EXERCISE INPUT |

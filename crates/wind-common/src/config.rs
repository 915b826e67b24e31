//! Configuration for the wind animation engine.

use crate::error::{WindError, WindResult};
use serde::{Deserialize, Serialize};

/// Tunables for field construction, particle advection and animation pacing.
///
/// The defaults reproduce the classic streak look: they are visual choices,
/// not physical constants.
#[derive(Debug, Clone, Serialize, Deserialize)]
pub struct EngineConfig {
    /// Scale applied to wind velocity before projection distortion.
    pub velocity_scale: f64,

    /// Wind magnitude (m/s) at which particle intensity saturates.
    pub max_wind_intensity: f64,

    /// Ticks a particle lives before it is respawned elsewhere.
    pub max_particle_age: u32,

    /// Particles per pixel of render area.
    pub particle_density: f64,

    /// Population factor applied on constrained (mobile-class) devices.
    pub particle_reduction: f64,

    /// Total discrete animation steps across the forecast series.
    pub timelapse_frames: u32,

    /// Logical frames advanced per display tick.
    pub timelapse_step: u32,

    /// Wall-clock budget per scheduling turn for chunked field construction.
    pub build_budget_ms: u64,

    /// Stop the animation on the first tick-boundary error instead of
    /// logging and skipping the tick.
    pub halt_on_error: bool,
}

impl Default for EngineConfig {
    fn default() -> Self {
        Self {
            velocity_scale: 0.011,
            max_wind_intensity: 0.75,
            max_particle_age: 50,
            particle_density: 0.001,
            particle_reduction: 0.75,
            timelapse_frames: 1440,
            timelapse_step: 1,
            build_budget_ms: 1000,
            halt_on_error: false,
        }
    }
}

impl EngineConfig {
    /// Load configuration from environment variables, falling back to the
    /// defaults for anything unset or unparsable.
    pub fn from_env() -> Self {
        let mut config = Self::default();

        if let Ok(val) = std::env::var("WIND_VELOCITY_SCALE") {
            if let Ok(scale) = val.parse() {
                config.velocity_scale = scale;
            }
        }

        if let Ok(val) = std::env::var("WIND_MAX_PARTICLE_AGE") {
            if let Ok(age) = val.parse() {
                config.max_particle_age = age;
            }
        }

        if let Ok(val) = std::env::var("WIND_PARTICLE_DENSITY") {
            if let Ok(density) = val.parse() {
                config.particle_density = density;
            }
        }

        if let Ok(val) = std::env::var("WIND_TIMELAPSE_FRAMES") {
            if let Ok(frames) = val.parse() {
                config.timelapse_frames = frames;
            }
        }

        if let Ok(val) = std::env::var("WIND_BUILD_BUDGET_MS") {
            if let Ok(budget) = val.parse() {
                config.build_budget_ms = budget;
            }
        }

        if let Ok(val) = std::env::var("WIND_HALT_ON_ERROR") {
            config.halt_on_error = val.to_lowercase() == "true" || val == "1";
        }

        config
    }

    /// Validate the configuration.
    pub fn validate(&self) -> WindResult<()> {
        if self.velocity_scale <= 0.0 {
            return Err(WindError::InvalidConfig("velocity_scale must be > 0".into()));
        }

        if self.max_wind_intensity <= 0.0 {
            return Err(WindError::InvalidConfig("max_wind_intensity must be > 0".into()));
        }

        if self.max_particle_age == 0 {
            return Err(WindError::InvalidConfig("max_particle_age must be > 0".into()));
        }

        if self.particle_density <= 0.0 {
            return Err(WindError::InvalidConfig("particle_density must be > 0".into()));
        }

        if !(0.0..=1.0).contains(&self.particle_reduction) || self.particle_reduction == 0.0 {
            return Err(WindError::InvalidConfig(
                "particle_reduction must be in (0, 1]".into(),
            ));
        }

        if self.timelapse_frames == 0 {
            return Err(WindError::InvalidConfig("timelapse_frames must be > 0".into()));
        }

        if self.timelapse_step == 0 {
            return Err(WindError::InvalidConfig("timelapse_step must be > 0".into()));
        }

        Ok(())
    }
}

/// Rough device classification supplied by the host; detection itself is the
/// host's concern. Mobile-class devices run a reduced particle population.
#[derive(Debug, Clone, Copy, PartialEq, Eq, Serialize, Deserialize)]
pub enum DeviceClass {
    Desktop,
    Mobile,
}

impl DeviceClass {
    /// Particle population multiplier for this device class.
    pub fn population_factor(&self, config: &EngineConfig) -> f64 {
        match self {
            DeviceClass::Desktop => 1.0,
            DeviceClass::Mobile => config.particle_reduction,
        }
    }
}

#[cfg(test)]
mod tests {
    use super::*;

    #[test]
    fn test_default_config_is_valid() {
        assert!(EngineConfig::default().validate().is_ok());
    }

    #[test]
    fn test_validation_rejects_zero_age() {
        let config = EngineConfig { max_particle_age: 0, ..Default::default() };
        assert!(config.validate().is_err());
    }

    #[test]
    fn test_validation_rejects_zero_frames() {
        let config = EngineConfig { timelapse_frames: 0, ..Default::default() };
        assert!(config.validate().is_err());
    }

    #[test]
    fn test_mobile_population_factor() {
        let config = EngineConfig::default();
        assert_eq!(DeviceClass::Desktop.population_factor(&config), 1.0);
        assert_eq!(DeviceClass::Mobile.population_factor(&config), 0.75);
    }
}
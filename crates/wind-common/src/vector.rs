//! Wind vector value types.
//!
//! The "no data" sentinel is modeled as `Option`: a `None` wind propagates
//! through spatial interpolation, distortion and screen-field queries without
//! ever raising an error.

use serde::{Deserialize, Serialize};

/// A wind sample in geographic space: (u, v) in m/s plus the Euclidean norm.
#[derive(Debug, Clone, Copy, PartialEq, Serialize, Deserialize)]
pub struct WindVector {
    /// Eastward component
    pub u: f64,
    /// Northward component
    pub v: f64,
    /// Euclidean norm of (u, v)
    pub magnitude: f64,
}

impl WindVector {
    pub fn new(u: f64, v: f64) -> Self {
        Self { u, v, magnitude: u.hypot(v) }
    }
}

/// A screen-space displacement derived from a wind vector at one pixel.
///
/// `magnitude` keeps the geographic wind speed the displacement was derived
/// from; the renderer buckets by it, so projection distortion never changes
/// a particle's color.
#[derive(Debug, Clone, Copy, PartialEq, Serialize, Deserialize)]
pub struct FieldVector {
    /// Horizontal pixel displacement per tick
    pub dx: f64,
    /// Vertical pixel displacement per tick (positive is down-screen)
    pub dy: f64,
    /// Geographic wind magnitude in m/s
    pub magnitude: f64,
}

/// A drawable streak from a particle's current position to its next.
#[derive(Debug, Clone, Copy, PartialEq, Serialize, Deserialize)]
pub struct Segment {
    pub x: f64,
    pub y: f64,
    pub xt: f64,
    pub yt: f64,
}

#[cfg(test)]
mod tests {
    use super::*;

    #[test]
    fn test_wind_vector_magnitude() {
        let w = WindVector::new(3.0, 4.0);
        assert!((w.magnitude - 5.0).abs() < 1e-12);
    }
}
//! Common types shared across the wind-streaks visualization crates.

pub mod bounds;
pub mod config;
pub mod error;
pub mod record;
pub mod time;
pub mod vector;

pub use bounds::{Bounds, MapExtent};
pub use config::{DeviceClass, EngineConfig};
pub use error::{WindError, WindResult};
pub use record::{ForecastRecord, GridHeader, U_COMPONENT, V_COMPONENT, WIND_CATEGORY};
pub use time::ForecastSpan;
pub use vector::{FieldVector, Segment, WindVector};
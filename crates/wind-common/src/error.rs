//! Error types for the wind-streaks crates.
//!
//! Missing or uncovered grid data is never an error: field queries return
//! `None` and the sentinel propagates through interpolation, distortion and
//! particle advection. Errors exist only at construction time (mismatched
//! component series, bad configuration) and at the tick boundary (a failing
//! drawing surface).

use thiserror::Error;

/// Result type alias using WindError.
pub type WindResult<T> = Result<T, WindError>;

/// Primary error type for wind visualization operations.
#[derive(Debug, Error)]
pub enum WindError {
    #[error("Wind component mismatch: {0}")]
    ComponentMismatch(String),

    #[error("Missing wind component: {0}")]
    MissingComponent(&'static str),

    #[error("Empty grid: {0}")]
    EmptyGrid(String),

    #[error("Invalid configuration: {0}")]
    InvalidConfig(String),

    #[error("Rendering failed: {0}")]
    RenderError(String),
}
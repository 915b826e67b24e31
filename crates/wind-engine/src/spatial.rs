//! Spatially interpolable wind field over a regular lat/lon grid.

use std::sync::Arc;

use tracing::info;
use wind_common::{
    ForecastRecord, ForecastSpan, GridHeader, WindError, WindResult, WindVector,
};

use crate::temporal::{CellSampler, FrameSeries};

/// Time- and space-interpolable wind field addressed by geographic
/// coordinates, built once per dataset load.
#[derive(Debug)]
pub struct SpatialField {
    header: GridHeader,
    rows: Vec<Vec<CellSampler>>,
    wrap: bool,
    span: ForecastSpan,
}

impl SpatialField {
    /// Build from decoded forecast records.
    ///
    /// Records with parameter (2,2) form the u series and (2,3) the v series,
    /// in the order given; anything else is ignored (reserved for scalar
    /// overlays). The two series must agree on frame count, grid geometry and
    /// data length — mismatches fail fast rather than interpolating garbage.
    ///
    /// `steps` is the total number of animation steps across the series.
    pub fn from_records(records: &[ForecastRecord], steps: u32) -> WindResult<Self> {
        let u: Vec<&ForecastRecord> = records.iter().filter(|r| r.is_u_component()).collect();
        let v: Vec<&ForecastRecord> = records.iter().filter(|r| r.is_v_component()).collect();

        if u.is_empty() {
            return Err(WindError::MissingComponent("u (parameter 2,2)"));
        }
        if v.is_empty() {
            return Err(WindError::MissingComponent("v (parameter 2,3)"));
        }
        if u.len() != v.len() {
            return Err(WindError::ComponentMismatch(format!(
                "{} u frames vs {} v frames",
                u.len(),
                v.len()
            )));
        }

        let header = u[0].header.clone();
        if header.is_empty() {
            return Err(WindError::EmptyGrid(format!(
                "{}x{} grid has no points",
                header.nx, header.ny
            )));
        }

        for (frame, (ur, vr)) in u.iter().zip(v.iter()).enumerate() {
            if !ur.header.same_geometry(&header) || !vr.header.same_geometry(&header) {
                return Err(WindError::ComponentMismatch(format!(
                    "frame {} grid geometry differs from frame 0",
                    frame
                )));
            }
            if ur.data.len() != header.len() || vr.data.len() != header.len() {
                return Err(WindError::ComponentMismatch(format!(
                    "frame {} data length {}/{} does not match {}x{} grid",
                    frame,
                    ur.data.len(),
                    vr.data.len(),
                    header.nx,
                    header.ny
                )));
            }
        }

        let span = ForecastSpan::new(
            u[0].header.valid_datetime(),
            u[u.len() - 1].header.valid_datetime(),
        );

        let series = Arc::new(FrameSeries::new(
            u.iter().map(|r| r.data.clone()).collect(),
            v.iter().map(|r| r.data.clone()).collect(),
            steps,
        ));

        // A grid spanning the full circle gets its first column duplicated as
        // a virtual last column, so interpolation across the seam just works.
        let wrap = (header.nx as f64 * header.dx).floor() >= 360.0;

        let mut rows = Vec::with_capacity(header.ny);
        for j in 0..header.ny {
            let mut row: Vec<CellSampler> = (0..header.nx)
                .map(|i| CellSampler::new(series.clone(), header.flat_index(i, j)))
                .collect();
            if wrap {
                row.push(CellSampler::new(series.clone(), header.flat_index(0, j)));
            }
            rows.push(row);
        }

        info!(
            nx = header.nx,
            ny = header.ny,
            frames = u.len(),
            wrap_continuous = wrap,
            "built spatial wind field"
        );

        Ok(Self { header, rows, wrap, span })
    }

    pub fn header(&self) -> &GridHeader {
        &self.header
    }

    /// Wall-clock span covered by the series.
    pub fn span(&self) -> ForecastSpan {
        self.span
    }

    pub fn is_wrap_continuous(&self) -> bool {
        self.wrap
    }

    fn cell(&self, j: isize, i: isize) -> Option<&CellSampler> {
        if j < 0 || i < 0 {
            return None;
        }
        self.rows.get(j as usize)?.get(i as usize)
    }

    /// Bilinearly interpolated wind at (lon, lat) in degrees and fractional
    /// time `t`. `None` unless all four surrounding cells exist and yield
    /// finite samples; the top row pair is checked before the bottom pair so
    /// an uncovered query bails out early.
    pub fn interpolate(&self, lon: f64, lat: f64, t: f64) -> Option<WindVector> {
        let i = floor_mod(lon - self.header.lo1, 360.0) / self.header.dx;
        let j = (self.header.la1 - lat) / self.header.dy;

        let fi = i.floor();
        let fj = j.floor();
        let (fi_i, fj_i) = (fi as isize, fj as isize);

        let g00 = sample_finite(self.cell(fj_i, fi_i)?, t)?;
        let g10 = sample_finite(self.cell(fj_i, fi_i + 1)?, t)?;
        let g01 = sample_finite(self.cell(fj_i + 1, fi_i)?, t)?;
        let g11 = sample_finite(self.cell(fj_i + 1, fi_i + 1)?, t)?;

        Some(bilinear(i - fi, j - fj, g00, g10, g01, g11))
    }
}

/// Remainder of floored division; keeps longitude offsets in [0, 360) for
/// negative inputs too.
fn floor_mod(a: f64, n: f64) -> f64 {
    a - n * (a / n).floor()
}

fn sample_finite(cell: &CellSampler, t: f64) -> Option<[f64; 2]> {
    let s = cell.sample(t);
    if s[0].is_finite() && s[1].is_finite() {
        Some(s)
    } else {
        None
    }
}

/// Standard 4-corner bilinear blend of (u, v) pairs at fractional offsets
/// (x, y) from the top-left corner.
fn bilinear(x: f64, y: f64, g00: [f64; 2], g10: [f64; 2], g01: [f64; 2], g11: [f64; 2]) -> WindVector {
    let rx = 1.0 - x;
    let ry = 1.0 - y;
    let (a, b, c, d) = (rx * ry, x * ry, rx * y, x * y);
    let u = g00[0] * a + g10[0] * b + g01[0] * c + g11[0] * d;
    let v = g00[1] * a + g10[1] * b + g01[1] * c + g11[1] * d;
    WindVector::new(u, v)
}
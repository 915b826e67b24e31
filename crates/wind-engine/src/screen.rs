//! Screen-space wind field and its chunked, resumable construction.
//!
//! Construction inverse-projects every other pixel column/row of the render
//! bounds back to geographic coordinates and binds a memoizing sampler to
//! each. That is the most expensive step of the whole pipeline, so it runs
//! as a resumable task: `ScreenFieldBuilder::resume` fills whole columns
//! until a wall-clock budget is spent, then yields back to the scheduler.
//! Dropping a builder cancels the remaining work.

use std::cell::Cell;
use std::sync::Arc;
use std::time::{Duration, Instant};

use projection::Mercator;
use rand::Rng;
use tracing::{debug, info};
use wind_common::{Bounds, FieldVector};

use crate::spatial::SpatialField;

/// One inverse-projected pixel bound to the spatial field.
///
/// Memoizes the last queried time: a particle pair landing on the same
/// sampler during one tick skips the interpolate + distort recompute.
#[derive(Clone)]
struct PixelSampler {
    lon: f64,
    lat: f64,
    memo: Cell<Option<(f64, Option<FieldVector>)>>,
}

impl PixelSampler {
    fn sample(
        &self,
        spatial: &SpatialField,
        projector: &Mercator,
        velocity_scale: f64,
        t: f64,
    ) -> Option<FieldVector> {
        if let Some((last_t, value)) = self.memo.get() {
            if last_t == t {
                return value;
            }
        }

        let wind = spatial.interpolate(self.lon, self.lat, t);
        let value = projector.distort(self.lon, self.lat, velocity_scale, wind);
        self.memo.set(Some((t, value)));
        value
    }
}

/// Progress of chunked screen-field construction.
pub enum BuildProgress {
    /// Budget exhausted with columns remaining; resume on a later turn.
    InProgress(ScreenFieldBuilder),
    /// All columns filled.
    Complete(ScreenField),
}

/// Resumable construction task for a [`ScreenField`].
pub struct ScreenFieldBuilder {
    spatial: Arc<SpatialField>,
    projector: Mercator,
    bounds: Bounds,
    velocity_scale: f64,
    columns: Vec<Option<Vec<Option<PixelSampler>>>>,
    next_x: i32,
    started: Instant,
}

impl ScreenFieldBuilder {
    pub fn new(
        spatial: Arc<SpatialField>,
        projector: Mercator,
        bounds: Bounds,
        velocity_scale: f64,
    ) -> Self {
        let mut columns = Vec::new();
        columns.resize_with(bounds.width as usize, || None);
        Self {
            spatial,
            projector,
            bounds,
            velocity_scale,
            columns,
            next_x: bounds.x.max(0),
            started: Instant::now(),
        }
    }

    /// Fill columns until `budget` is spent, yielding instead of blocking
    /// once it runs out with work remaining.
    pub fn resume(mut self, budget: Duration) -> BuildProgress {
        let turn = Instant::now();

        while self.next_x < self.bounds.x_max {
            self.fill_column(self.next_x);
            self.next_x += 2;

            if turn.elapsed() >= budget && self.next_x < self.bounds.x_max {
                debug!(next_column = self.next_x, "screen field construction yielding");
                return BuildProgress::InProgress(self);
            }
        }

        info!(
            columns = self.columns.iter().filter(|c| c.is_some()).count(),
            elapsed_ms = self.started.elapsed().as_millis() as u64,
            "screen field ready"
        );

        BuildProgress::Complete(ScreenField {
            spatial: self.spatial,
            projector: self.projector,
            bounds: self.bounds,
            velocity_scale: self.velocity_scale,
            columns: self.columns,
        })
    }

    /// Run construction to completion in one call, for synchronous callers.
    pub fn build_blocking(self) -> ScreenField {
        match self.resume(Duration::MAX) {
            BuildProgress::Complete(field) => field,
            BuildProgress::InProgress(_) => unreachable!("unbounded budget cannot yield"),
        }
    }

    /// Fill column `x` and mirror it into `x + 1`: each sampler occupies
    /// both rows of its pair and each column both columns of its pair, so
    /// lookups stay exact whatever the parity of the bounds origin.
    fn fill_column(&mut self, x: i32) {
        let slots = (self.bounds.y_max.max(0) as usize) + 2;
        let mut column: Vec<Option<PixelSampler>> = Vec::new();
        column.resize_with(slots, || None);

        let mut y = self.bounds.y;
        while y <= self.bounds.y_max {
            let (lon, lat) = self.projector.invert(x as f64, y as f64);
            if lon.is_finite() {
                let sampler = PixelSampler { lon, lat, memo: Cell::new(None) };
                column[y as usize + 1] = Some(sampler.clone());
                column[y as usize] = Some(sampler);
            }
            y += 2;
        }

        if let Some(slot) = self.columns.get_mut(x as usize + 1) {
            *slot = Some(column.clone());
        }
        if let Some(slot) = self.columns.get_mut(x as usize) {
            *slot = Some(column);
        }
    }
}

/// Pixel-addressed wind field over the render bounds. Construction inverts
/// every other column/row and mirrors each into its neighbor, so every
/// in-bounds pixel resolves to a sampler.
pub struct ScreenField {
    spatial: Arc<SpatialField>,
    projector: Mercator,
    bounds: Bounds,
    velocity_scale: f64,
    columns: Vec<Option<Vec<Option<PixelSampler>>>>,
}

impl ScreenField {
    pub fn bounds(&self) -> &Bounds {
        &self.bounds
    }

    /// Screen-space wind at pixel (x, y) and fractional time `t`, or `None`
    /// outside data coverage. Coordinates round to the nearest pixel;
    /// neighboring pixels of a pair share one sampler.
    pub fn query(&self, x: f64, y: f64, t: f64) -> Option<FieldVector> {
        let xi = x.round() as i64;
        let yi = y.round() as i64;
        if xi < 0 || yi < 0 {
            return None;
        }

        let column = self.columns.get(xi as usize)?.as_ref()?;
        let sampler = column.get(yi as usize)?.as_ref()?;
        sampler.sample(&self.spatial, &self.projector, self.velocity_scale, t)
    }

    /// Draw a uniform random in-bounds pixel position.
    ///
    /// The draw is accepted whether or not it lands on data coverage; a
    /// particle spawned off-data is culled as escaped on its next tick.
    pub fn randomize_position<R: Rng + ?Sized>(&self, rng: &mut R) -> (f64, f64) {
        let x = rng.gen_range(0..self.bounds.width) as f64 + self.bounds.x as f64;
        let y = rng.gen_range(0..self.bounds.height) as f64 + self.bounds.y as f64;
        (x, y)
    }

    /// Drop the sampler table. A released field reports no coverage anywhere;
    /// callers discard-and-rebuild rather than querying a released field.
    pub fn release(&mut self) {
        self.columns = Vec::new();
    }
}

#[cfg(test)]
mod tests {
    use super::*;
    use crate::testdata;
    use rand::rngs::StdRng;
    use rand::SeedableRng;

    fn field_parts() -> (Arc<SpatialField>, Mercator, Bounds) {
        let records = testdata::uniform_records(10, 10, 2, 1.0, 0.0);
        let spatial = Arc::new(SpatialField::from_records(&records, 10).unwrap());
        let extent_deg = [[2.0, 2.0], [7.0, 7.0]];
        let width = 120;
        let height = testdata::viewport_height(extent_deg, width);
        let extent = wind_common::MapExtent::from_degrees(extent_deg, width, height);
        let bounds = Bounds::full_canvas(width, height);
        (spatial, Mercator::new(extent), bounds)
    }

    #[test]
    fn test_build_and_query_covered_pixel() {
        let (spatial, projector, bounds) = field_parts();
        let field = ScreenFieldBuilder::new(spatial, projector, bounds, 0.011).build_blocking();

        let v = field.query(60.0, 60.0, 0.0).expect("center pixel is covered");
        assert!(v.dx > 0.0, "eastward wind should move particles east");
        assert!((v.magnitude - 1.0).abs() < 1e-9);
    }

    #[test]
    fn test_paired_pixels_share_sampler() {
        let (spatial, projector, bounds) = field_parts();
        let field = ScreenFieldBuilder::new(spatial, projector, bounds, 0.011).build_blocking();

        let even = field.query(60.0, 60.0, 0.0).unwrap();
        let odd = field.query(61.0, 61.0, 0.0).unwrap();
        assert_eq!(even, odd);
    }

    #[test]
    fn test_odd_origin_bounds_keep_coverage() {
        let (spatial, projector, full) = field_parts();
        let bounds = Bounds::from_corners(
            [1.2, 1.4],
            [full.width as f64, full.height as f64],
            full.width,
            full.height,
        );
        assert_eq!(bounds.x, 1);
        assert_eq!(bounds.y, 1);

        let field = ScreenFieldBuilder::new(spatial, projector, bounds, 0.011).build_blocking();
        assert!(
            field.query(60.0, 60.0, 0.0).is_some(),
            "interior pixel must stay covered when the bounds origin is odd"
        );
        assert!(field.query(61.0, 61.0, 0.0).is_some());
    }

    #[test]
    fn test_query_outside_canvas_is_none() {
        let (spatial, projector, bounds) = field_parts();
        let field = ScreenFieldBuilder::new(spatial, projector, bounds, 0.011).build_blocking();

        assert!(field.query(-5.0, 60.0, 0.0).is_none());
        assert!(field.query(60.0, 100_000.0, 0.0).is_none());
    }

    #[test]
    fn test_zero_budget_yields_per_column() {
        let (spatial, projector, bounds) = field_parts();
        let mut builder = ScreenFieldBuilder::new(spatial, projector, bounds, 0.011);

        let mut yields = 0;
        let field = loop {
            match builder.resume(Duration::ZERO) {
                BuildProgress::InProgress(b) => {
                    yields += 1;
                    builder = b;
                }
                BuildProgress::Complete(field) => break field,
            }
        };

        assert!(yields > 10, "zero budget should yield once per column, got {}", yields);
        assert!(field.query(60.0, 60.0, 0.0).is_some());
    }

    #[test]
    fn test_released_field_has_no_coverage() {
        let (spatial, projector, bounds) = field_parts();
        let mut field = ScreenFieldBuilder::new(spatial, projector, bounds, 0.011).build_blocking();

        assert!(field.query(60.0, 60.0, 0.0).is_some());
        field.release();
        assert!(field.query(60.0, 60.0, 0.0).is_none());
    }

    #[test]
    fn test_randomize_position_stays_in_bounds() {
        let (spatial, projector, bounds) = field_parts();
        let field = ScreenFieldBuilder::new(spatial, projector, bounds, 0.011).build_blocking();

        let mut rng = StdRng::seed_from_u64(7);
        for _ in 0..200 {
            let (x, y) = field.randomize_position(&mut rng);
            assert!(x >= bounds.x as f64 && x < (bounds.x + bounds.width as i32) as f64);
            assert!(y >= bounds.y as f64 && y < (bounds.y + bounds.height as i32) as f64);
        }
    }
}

ABOUT THIS TASK |
Read the entries and pick out all lines that include the word "value".

ANSWER FOR THE TASK |
//! Wind vector value types.
        if let Some((last_t, value)) = self.memo.get() {
                return value;
        let value = projector.distort(self.lon, self.lat, velocity_scale, wind);
        self.memo.set(Some((t, value)));
        value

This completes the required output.